> [PROBLEM TO WORK ON]: When the string "current" occurs in a line of the records, show that line.

+++ RECORDS SUPPLIED

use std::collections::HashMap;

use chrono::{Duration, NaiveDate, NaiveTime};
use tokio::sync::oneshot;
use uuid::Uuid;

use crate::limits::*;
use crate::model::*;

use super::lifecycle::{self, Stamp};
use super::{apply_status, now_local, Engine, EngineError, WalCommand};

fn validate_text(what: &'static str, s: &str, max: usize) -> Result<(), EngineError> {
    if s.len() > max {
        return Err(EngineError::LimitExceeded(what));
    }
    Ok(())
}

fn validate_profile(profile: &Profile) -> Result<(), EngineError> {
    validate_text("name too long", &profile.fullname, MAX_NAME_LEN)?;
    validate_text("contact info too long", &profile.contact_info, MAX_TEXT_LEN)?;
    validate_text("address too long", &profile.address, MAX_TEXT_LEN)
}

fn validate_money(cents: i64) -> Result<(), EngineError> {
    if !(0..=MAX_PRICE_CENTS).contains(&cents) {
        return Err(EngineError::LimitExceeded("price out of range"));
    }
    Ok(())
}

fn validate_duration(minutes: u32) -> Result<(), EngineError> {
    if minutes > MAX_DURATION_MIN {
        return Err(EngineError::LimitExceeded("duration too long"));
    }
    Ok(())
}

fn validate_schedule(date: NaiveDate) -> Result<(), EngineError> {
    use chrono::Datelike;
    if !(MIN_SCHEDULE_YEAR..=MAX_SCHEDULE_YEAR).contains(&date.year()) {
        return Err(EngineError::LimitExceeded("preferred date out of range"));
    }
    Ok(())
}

++++++
+++ RECORDS SUPPLIED

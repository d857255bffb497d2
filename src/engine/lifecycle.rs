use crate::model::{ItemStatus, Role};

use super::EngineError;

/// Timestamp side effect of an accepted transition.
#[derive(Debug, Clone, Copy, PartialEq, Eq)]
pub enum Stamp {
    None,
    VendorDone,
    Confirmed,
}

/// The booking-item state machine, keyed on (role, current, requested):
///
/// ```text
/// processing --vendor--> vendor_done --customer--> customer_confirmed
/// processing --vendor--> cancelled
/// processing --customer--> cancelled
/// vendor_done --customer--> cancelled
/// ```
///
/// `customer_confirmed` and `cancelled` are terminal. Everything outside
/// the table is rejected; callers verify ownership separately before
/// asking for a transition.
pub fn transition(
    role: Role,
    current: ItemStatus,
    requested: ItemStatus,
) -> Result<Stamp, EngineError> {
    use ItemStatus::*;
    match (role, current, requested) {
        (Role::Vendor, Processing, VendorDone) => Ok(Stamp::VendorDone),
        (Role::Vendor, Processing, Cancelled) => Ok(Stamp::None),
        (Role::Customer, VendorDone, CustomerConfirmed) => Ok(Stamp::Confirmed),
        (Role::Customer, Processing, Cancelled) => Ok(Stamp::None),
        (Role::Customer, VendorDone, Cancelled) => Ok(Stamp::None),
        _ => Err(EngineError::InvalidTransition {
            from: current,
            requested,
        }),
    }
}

++++++

> [REPLY]:
/// The booking-item state machine, keyed on (role, current, requested):
    current: ItemStatus,
    match (role, current, requested) {
            from: current,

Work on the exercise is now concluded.